The reaction is carried out in the presence of a radical initiator, such as benzoyl peroxide. The radical initiator generates free radicals, which react with the chlorine gas to form chlorine atoms. The chlorine atoms then react with the cyclohexane to form 1,4-dichlorocyclohexane.
Applications
1,4-Dichlorocyclohexane is used as a solvent, a cleaning agent, and an intermediate in the synthesis of other chemicals.
As a solvent, 1,4-dichlorocyclohexane is used to dissolve a variety of organic compounds.
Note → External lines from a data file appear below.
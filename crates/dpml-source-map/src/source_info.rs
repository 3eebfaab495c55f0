//! A range anchored to a registered file

use crate::types::{FileId, Range};
use serde::{Deserialize, Serialize};

/// Source information: which file, and where in it.
#[derive(Debug, Clone, Copy, Default, PartialEq, Eq, Serialize, Deserialize)]
pub struct SourceInfo {
    pub file_id: FileId,
    pub range: Range,
}

impl SourceInfo {
    pub fn new(file_id: FileId, range: Range) -> Self {
        Self { file_id, range }
    }

    pub fn start_offset(&self) -> usize {
        self.range.start.offset
    }

    pub fn end_offset(&self) -> usize {
        self.range.end.offset
    }
}

#[cfg(test)]
mod tests {
    use super::*;
    use crate::types::Location;

    #[test]
    fn test_offsets() {
        let info = SourceInfo::new(
            FileId(2),
            Range::new(Location::new(4, 1, 5), Location::new(9, 1, 10)),
        );
        assert_eq!(info.start_offset(), 4);
        assert_eq!(info.end_offset(), 9);
        assert_eq!(info.file_id, FileId(2));
    }

    #[test]
    fn test_source_info_serialization() {
        let info = SourceInfo::new(FileId(0), Range::zero());
        let json = serde_json::to_string(&info).unwrap();
        let deserialized: SourceInfo = serde_json::from_str(&json).unwrap();
        assert_eq!(info, deserialized);
    }
}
It is also used as a cleaning agent to remove grease and oil from surfaces.
As an intermediate, 1,4-dichlorocyclohexane is used in the synthesis of a variety of other chemicals, including pesticides, herbicides, and pharmaceuticals.
FAQs
What is the IUPAC name for 1,4-dichlorocyclohexane?
The IUPAC name for 1,4-dichlorocyclohexane is 1,4-dichlorohexahydrobenzene.
What is the relationship between the condensed structural formula and the molecular structure of 1,4-dichlorocyclohexane?
The condensed structural formula shows the arrangement of atoms within the molecule, while the molecular structure provides a three-dimensional representation of the molecule, including bond lengths and angles.
How does the presence of chlorine atoms affect the properties of 1,4-dichlorocyclohexane?
The chlorine atoms increase the density, boiling point, and polarity of 1,4-dichlorocyclohexane compared to cyclohexane.